Ignite your child's interest in astronomy with this simple science experiment that demonstrates the principle of luminosity and the reflection property of light. After she completes the experiment, she'll use deductive reasoning to draw a comparison between this experiment and a real-life example—the sun and moon! This experiment also helps stimulate your child's curiosity about the world around her. Once she understands how the moon shines, she'll want to investigate the science behind other everyday phenomena!
What You Need:
- Bike reflector (either attached to a bike or not)
- Dark night
What You Do:
- Turn on the flashlight.
- Have your child shine the beam directly onto the bike reflector and observe what happens.
- Turn the flashlight off. What happens now?
- Ask your child why the bike reflector glowed when the flashlight was on and went dark when the flashlight was turned off. If she answers that the bike reflector lit up, ask her the following questions to help her reason out the explanation: Did the reflector need an outside force to light it up? What was the source of that light?
- Now have your child look up into the sky and observe the moon. Ask your child how the moon relates to this experiment and where the moon's light comes from.

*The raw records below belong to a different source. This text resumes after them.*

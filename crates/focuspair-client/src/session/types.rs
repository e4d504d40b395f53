//! States, settings, and effects of a focus session.

use std::time::{Duration, Instant};

use focuspair_common::{ClientMessage, RoomCode};
use focuspair_config::SessionConfig;

// ---------------------------------------------------------------------------
// Settings
// ---------------------------------------------------------------------------

/// Tunables for one session.
#[derive(Debug, Clone, PartialEq)]
pub struct SessionSettings {
    /// How long a session must run (since start or the last break) before a
    /// break can be taken.
    pub break_threshold: Duration,
    /// Length of a break.
    pub break_duration: Duration,
    /// Initial ambient volume, 0.0 to 1.0.
    pub ambient_volume: f32,
}

impl Default for SessionSettings {
    fn default() -> Self {
        Self::from(&SessionConfig::default())
    }
}

impl From<&SessionConfig> for SessionSettings {
    fn from(config: &SessionConfig) -> Self {
        Self {
            break_threshold: config.break_threshold(),
            break_duration: config.break_duration(),
            ambient_volume: config.ambient_volume.clamp(0.0, 1.0),
        }
    }
}

// ---------------------------------------------------------------------------
// State
// ---------------------------------------------------------------------------

/// Whether the session has a peer.
#[derive(Debug, Clone, Copy, PartialEq, Eq)]
pub enum Mode {
    Solo,
    Paired {
        /// The room creator is the one who plays ambient music.
        creator: bool,
    },
}

/// Where the session is in its lifecycle.
#[derive(Debug, Clone, PartialEq, Eq)]
pub enum Phase {
    Idle,
    /// Create request sent, no code yet.
    Creating,
    /// Room exists, waiting for a peer.
    RoomCreated { code: RoomCode },
    /// Join request sent, waiting for `paired`.
    Joining { code: RoomCode },
    /// Session running. `focused` is the watched party's focus: the peer in
    /// paired mode, this page in solo mode.
    Active { focused: bool },
    /// Focus-loss handling suspended until `until`.
    OnBreak { until: Instant },
    /// Terminal; only `restart` leaves it.
    Disconnected,
}

/// Repeating timers a front-end has to run.
#[derive(Debug, Clone, Copy, PartialEq, Eq, Hash)]
pub enum TimerKind {
    /// Elapsed-time display, live from activation until the session ends.
    Clock,
    /// Break countdown, live while on break.
    Break,
}

// ---------------------------------------------------------------------------
// Effects
// ---------------------------------------------------------------------------

/// Something the front-end must do in response to a transition.
#[derive(Debug, Clone, PartialEq)]
pub enum Effect {
    /// Send to the relay.
    Send(ClientMessage),
    /// Close the relay connection.
    Disconnect,
    /// Replace the status line. `alert` marks it as bad news.
    Status { text: String, alert: bool },
    /// Show the code a peer should type in.
    ShowRoomCode(RoomCode),
    /// Enable or disable the create/join controls.
    SetPairingInput { enabled: bool },
    /// Swap the pairing view for the focus view.
    ShowFocusView,
    /// Start the looping alarm.
    PlayAlarm,
    /// Stop the alarm and rewind it.
    StopAlarm,
    PlayAmbient { volume: f32 },
    StopAmbient,
    SetAmbientVolume(f32),
    /// Turn the visual alert on or off.
    SetAlert(bool),
    StartTimer(TimerKind),
    CancelTimer(TimerKind),
    /// Time since the session became active, for the clock display.
    Elapsed(Duration),
    /// Modal notice for the user.
    Notify(String),
    /// Back to the initial pairing view.
    ResetView,
}

impl Effect {
    pub(crate) fn status(text: impl Into<String>) -> Self {
        Self::Status {
            text: text.into(),
            alert: false,
        }
    }

    pub(crate) fn alert(text: impl Into<String>) -> Self {
        Self::Status {
            text: text.into(),
            alert: true,
        }
    }
}

/// Errors from user actions the current state does not allow.
#[derive(Debug, Clone, PartialEq, Eq, thiserror::Error)]
pub enum SessionError {
    #[error("no active session")]
    NotActive,

    #[error("a session is already in progress")]
    AlreadyStarted,

    #[error("break available in {} s", remaining.as_secs())]
    BreakNotAvailable { remaining: Duration },
}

A luminous object (like the sun or the flashlight) produces its own light. A non-luminous object (like the moon or the bike reflector) can only light up by reflecting light emitted by a luminous object. The moon reflects the light from the sun just like the bike reflector reflected the light from the flashlight in the experiment.

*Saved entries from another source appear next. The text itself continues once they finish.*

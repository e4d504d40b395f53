//! HTTP surface: static browser bundle, media assets, the `/ws` endpoint and
//! a health probe.
//!
//! - `GET /` and friends: files from the public directory
//! - `GET /assets/*`: files from the assets directory
//! - `GET /health`: room and connection counts
//! - `GET /config.json`: session settings for the browser client
//! - `WS /ws`: pairing relay

use std::net::SocketAddr;
use std::sync::Arc;
use std::time::Instant;

use anyhow::{Context, Result};
use axum::extract::{ConnectInfo, State, WebSocketUpgrade};
use axum::response::{IntoResponse, Json};
use axum::routing::get;
use axum::Router;
use focuspair_config::{FocusPairConfig, SessionConfig};
use tokio::net::TcpListener;
use tower_http::services::ServeDir;

use crate::connection::handle_connection;
use crate::store::RoomStore;

/// Shared state for the web server
struct WebState {
    store: RoomStore,
    channel_capacity: usize,
    session: serde_json::Value,
    start_time: Instant,
}

/// Build the router for `config`.
pub fn router(store: RoomStore, config: &FocusPairConfig) -> Router {
    let state = Arc::new(WebState {
        store,
        channel_capacity: config.server.channel_capacity,
        session: browser_settings(&config.session),
        start_time: Instant::now(),
    });
    let config = &config.server;

    if !config.public_dir.exists() {
        tracing::warn!(
            "public dir {:?} does not exist, the browser client will not load",
            config.public_dir
        );
    }

    Router::new()
        .route("/ws", get(ws_upgrade))
        .route("/health", get(health))
        .route("/config.json", get(session_settings))
        .nest_service("/assets", ServeDir::new(&config.assets_dir))
        .fallback_service(ServeDir::new(&config.public_dir).append_index_html_on_directories(true))
        .with_state(state)
}

/// Serve `app` on `listener` until the process stops.
pub async fn serve(listener: TcpListener, app: Router) -> Result<()> {
    axum::serve(
        listener,
        app.into_make_service_with_connect_info::<SocketAddr>(),
    )
    .await
    .context("Web server error")
}

/// WebSocket upgrade handler
async fn ws_upgrade(
    ws: WebSocketUpgrade,
    ConnectInfo(addr): ConnectInfo<SocketAddr>,
    State(state): State<Arc<WebState>>,
) -> impl IntoResponse {
    let store = state.store.clone();
    let capacity = state.channel_capacity;
    ws.on_upgrade(move |socket| handle_connection(socket, addr, store, capacity))
}

/// GET /health
async fn health(State(state): State<Arc<WebState>>) -> Json<serde_json::Value> {
    let stats = state.store.stats().await;
    Json(serde_json::json!({
        "status": "ok",
        "rooms": stats.rooms,
        "connections": stats.connections,
        "uptime_secs": state.start_time.elapsed().as_secs(),
    }))
}

/// GET /config.json
async fn session_settings(State(state): State<Arc<WebState>>) -> Json<serde_json::Value> {
    Json(state.session.clone())
}

/// Session settings as the browser client reads them. Sounds are given as
/// URLs under `/assets`.
fn browser_settings(session: &SessionConfig) -> serde_json::Value {
    serde_json::json!({
        "breakThresholdSecs": session.break_threshold_secs,
        "breakDurationSecs": session.break_duration_secs,
        "ambientVolume": session.ambient_volume,
        "alarmSound": format!("/assets/{}", session.alarm_sound),
        "ambientSound": format!("/assets/{}", session.ambient_sound),
    })
}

What is luminosity? In astronomy, it is the rate at which a heavenly body emits electromagnetic radiation. We might be tempted to think of luminosity as visible light, but in reality visible light makes up a very small part of the electromagnetic spectrum. Some of the other types of electromagnetic radiation include radio waves, microwaves, infrared rays, and ultraviolet rays.
Fun Moon Facts:
Why does the moon appear to change size and shape during its different phases each month? Although half of the moon is always lit up by the sun, we can't always see the illuminated part because the angle at which we view the moon changes over the course of each month as the moon revolves around the earth. The part of the moon we see each night depends on the positions of the earth and moon relative to the sun. When we can’t see the moon at all (during the new moon phase), the moon is positioned between the earth and the sun so that the bright part of the moon is facing completely away from the earth.
What is the phase of the moon called when it is between half and completely full? It’s called gibbous from the Italian word for humpback!